_TASK REQUIREMENTS_: Repeat the records. Each line must match exactly.

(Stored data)
▬▬▬▬▬▬
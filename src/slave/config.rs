//! The slave instance: address, banks, handler table, and the request/response
//! cycle built on top of [`crate::buffer::FrameAllocator`].

use crate::buffer::{FrameAllocator, FrameBuffer};
use crate::exception::Exception;
use crate::frame::{self, PduView};
use crate::function::Function;
use crate::register::{CoilRead, CoilWrite, RegisterRead, RegisterWrite};
use crate::{BufferPurpose, ErrorInfo, Result};

use super::banks::Banks;
use super::dispatch::{self, SlaveHandler};
use super::table::DEFAULT_SLAVE_TABLE;

enum ResponseView {
    None,
    Pdu,
    Rtu,
    Tcp,
}

/// A Modbus slave: owns its address, its register/coil banks, a response
/// allocator, and a function handler table.
///
/// Reused across any number of `parse_request_*` cycles; each call discards
/// the previous response before composing the next one.
pub struct Slave<'a, A: FrameAllocator, Ctx = ()> {
    address: u8,
    allocator: A,
    banks: Banks<'a>,
    table: &'a [(Function, SlaveHandler)],
    last_exception: Option<Exception>,
    response: Option<FrameBuffer<A::Buffer>>,
    view: ResponseView,
    context: Ctx,
}

impl<'a, A: FrameAllocator, Ctx: Default> Slave<'a, A, Ctx> {
    pub fn new(address: u8, allocator: A) -> Self {
        Slave {
            address,
            allocator,
            banks: Banks::default(),
            table: DEFAULT_SLAVE_TABLE,
            last_exception: None,
            response: None,
            view: ResponseView::None,
            context: Ctx::default(),
        }
    }
}

impl<'a, A: FrameAllocator, Ctx> Slave<'a, A, Ctx> {
    pub fn with_holding_registers(mut self, bank: &'a mut dyn RegisterWrite) -> Self {
        self.banks.holding = Some(bank);
        self
    }

    pub fn with_input_registers(mut self, bank: &'a mut dyn RegisterRead) -> Self {
        self.banks.input = Some(bank);
        self
    }

    pub fn with_coils(mut self, bank: &'a mut dyn CoilWrite) -> Self {
        self.banks.coils = Some(bank);
        self
    }

    pub fn with_discrete_inputs(mut self, bank: &'a mut dyn CoilRead) -> Self {
        self.banks.discrete = Some(bank);
        self
    }

    pub fn with_table(mut self, table: &'a [(Function, SlaveHandler)]) -> Self {
        self.table = table;
        self
    }

    pub fn address(&self) -> u8 {
        self.address
    }

    pub fn last_exception(&self) -> Option<Exception> {
        self.last_exception
    }

    pub fn set_user_context(&mut self, context: Ctx) {
        self.context = context;
    }

    pub fn user_context(&self) -> &Ctx {
        &self.context
    }

    pub fn user_context_mut(&mut self) -> &mut Ctx {
        &mut self.context
    }

    /// The bytes of the most recently composed response, in whichever
    /// framing the triggering `parse_request_*` call used. Empty if the
    /// cycle produced no response (broadcast, or a framing-level failure).
    pub fn response(&self) -> &[u8] {
        match (&self.view, &self.response) {
            (ResponseView::Pdu, Some(r)) => r.pdu(),
            (ResponseView::Rtu, Some(r)) => r.rtu_frame(),
            (ResponseView::Tcp, Some(r)) => r.tcp_frame(),
            _ => &[],
        }
    }

    pub fn response_len(&self) -> usize {
        self.response().len()
    }

    fn compose(&mut self, function: Function, payload: &[u8]) -> Result<()> {
        let mut buf = self.allocator.allocate(BufferPurpose::Response, crate::buffer::MAX_PDU_LEN)?;
        let written = {
            let out = buf.pdu_mut();
            out[0] = function.0;
            match dispatch::dispatch(&mut self.banks, self.table, function, payload, &mut out[1..]) {
                Ok(n) => {
                    self.last_exception = None;
                    1 + n
                }
                Err(exc) => {
                    #[cfg(feature = "log")]
                    log::debug!("function {:?} raised exception {:?}", function, exc.0);
                    out[0] = function.with_exception_bit().0;
                    out[1] = exc.0;
                    self.last_exception = Some(exc);
                    2
                }
            }
        };
        buf.set_pdu_len(written);
        self.response = Some(buf);
        Ok(())
    }

    /// Compose an exception response for `function` directly, bypassing
    /// dispatch. Useful for exceptions the handler table has no code path
    /// for (e.g. `GATEWAY_PATH_UNAVAILABLE`/`GATEWAY_TARGET_FAILED_TO_RESPOND`
    /// raised by a caller acting as a gateway in front of this slave).
    fn compose_exception(&mut self, function: Function, exception: Exception) -> Result<()> {
        let mut buf = self.allocator.allocate(BufferPurpose::Response, crate::buffer::MAX_PDU_LEN)?;
        {
            let out = buf.pdu_mut();
            out[0] = function.with_exception_bit().0;
            out[1] = exception.0;
        }
        buf.set_pdu_len(2);
        self.last_exception = Some(exception);
        self.response = Some(buf);
        Ok(())
    }

    /// Build a bare exception PDU response for `function`/`exception`.
    pub fn build_exception_pdu(&mut self, function: Function, exception: Exception) -> Result<()> {
        self.compose_exception(function, exception)?;
        self.view = ResponseView::Pdu;
        Ok(())
    }

    /// Build an RTU-framed exception response, addressed from this slave.
    pub fn build_exception_rtu(&mut self, function: Function, exception: Exception) -> Result<()> {
        self.compose_exception(function, exception)?;
        if let Some(buf) = &mut self.response {
            frame::rtu::finalize(buf, self.address);
        }
        self.view = ResponseView::Rtu;
        Ok(())
    }

    /// Build a TCP/MBAP-framed exception response, echoing `transaction`/`unit`.
    pub fn build_exception_tcp(&mut self, transaction: u16, unit: u8, function: Function, exception: Exception) -> Result<()> {
        self.compose_exception(function, exception)?;
        if let Some(buf) = &mut self.response {
            frame::tcp::finalize(buf, transaction, unit);
        }
        self.view = ResponseView::Tcp;
        Ok(())
    }

    /// Parse a bare PDU (function code + payload) and compose a response PDU.
    pub fn parse_request_pdu(&mut self, pdu: &[u8]) -> Result<()> {
        self.response = None;
        self.view = ResponseView::None;
        let view = PduView::new(pdu).ok_or_else(ErrorInfo::bad_frame)?;
        self.compose(view.function(), view.payload())?;
        self.view = ResponseView::Pdu;
        Ok(())
    }

    /// Parse an RTU frame. Frames not addressed to this slave (and not
    /// broadcast) are silently ignored: no write happens, no response is
    /// composed. Broadcast frames (address 0) perform the request but never
    /// produce a response.
    pub fn parse_request_rtu(&mut self, frame: &[u8]) -> Result<()> {
        self.response = None;
        self.view = ResponseView::None;
        let (address, pdu) = frame::rtu::parse(frame)?;
        if address != self.address && address != frame::rtu::BROADCAST_ADDRESS {
            return Ok(());
        }

        let view = PduView::new(pdu).ok_or_else(ErrorInfo::bad_frame)?;
        self.compose(view.function(), view.payload())?;

        if address == frame::rtu::BROADCAST_ADDRESS {
            self.view = ResponseView::None;
        } else {
            if let Some(buf) = &mut self.response {
                frame::rtu::finalize(buf, self.address);
            }
            self.view = ResponseView::Rtu;
        }
        Ok(())
    }

    /// Parse a TCP/MBAP frame. The response echoes the request's transaction
    /// and unit identifiers.
    pub fn parse_request_tcp(&mut self, frame: &[u8]) -> Result<()> {
        self.response = None;
        self.view = ResponseView::None;
        let (header, pdu) = frame::tcp::parse(frame)?;
        let view = PduView::new(pdu).ok_or_else(ErrorInfo::bad_frame)?;
        self.compose(view.function(), view.payload())?;
        if let Some(buf) = &mut self.response {
            frame::tcp::finalize(buf, header.transaction, header.unit);
        }
        self.view = ResponseView::Tcp;
        Ok(())
    }
}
▬▬▬▬▬▬
_WRITTEN ANSWER_:
filename src/slave/config.rs
//! The slave instance: address, banks, handler table, and the request/response
//! cycle built on top of [`crate::buffer::FrameAllocator`].

use crate::buffer::{FrameAllocator, FrameBuffer};
use crate::exception::Exception;
use crate::frame::{self, PduView};
use crate::function::Function;
use crate::register::{CoilRead, CoilWrite, RegisterRead, RegisterWrite};
use crate::{BufferPurpose, ErrorInfo, Result};

use super::banks::Banks;
use super::dispatch::{self, SlaveHandler};
use super::table::DEFAULT_SLAVE_TABLE;

enum ResponseView {
    None,
    Pdu,
    Rtu,
    Tcp,
}

/// A Modbus slave: owns its address, its register/coil banks, a response
/// allocator, and a function handler table.
///
/// Reused across any number of `parse_request_*` cycles; each call discards
/// the previous response before composing the next one.
pub struct Slave<'a, A: FrameAllocator, Ctx = ()> {
    address: u8,
    allocator: A,
    banks: Banks<'a>,
    table: &'a [(Function, SlaveHandler)],
    last_exception: Option<Exception>,
    response: Option<FrameBuffer<A::Buffer>>,
    view: ResponseView,
    context: Ctx,
}

impl<'a, A: FrameAllocator, Ctx: Default> Slave<'a, A, Ctx> {
    pub fn new(address: u8, allocator: A) -> Self {
        Slave {
            address,
            allocator,
            banks: Banks::default(),
            table: DEFAULT_SLAVE_TABLE,
            last_exception: None,
            response: None,
            view: ResponseView::None,
            context: Ctx::default(),
        }
    }
}

impl<'a, A: FrameAllocator, Ctx> Slave<'a, A, Ctx> {
    pub fn with_holding_registers(mut self, bank: &'a mut dyn RegisterWrite) -> Self {
        self.banks.holding = Some(bank);
        self
    }

    pub fn with_input_registers(mut self, bank: &'a mut dyn RegisterRead) -> Self {
        self.banks.input = Some(bank);
        self
    }

    pub fn with_coils(mut self, bank: &'a mut dyn CoilWrite) -> Self {
        self.banks.coils = Some(bank);
        self
    }

    pub fn with_discrete_inputs(mut self, bank: &'a mut dyn CoilRead) -> Self {
        self.banks.discrete = Some(bank);
        self
    }

    pub fn with_table(mut self, table: &'a [(Function, SlaveHandler)]) -> Self {
        self.table = table;
        self
    }

    pub fn address(&self) -> u8 {
        self.address
    }

    pub fn last_exception(&self) -> Option<Exception> {
        self.last_exception
    }

    pub fn set_user_context(&mut self, context: Ctx) {
        self.context = context;
    }

    pub fn user_context(&self) -> &Ctx {
        &self.context
    }

    pub fn user_context_mut(&mut self) -> &mut Ctx {
        &mut self.context
    }

    /// The bytes of the most recently composed response, in whichever
    /// framing the triggering `parse_request_*` call used. Empty if the
    /// cycle produced no response (broadcast, or a framing-level failure).
    pub fn response(&self) -> &[u8] {
        match (&self.view, &self.response) {
            (ResponseView::Pdu, Some(r)) => r.pdu(),
            (ResponseView::Rtu, Some(r)) => r.rtu_frame(),
            (ResponseView::Tcp, Some(r)) => r.tcp_frame(),
            _ => &[],
        }
    }

    pub fn response_len(&self) -> usize {
        self.response().len()
    }

    fn compose(&mut self, function: Function, payload: &[u8]) -> Result<()> {
        let mut buf = self.allocator.allocate(BufferPurpose::Response, crate::buffer::MAX_PDU_LEN)?;
        let written = {
            let out = buf.pdu_mut();
            out[0] = function.0;
            match dispatch::dispatch(&mut self.banks, self.table, function, payload, &mut out[1..]) {
                Ok(n) => {
                    self.last_exception = None;
                    1 + n
                }
                Err(exc) => {
                    #[cfg(feature = "log")]
                    log::debug!("function {:?} raised exception {:?}", function, exc.0);
                    out[0] = function.with_exception_bit().0;
                    out[1] = exc.0;
                    self.last_exception = Some(exc);
                    2
                }
            }
        };
        buf.set_pdu_len(written);
        self.response = Some(buf);
        Ok(())
    }

    /// Compose an exception response for `function` directly, bypassing
    /// dispatch. Useful for exceptions the handler table has no code path
    /// for (e.g. `GATEWAY_PATH_UNAVAILABLE`/`GATEWAY_TARGET_FAILED_TO_RESPOND`
    /// raised by a caller acting as a gateway in front of this slave).
    fn compose_exception(&mut self, function: Function, exception: Exception) -> Result<()> {
        let mut buf = self.allocator.allocate(BufferPurpose::Response, crate::buffer::MAX_PDU_LEN)?;
        {
            let out = buf.pdu_mut();
            out[0] = function.with_exception_bit().0;
            out[1] = exception.0;
        }
        buf.set_pdu_len(2);
        self.last_exception = Some(exception);
        self.response = Some(buf);
        Ok(())
    }

    /// Build a bare exception PDU response for `function`/`exception`.
    pub fn build_exception_pdu(&mut self, function: Function, exception: Exception) -> Result<()> {
        self.compose_exception(function, exception)?;
        self.view = ResponseView::Pdu;
        Ok(())
    }

    /// Build an RTU-framed exception response, addressed from this slave.
    pub fn build_exception_rtu(&mut self, function: Function, exception: Exception) -> Result<()> {
        self.compose_exception(function, exception)?;
        if let Some(buf) = &mut self.response {
            frame::rtu::finalize(buf, self.address);
        }
        self.view = ResponseView::Rtu;
        Ok(())
    }

    /// Build a TCP/MBAP-framed exception response, echoing `transaction`/`unit`.
    pub fn build_exception_tcp(&mut self, transaction: u16, unit: u8, function: Function, exception: Exception) -> Result<()> {
        self.compose_exception(function, exception)?;
        if let Some(buf) = &mut self.response {
            frame::tcp::finalize(buf, transaction, unit);
        }
        self.view = ResponseView::Tcp;
        Ok(())
    }

    /// Parse a bare PDU (function code + payload) and compose a response PDU.
    pub fn parse_request_pdu(&mut self, pdu: &[u8]) -> Result<()> {
        self.response = None;
        self.view = ResponseView::None;
        let view = PduView::new(pdu).ok_or_else(ErrorInfo::bad_frame)?;
        self.compose(view.function(), view.payload())?;
        self.view = ResponseView::Pdu;
        Ok(())
    }

    /// Parse an RTU frame. Frames not addressed to this slave (and not
    /// broadcast) are silently ignored: no write happens, no response is
    /// composed. Broadcast frames (address 0) perform the request but never
    /// produce a response.
    pub fn parse_request_rtu(&mut self, frame: &[u8]) -> Result<()> {
        self.response = None;
        self.view = ResponseView::None;
        let (address, pdu) = frame::rtu::parse(frame)?;
        if address != self.address && address != frame::rtu::BROADCAST_ADDRESS {
            return Ok(());
        }

        let view = PduView::new(pdu).ok_or_else(ErrorInfo::bad_frame)?;
        self.compose(view.function(), view.payload())?;

        if address == frame::rtu::BROADCAST_ADDRESS {
            self.view = ResponseView::None;
        } else {
            if let Some(buf) = &mut self.response {
                frame::rtu::finalize(buf, self.address);
            }
            self.view = ResponseView::Rtu;
        }
        Ok(())
    }

    /// Parse a TCP/MBAP frame. The response echoes the request's transaction
    /// and unit identifiers.
    pub fn parse_request_tcp(&mut self, frame: &[u8]) -> Result<()> {
        self.response = None;
        self.view = ResponseView::None;
        let (header, pdu) = frame::tcp::parse(frame)?;
        let view = PduView::new(pdu).ok_or_else(ErrorInfo::bad_frame)?;
        self.compose(view.function(), view.payload())?;
        if let Some(buf) = &mut self.response {
            frame::tcp::finalize(buf, header.transaction, header.unit);
        }
        self.view = ResponseView::Tcp;
        Ok(())
    }
}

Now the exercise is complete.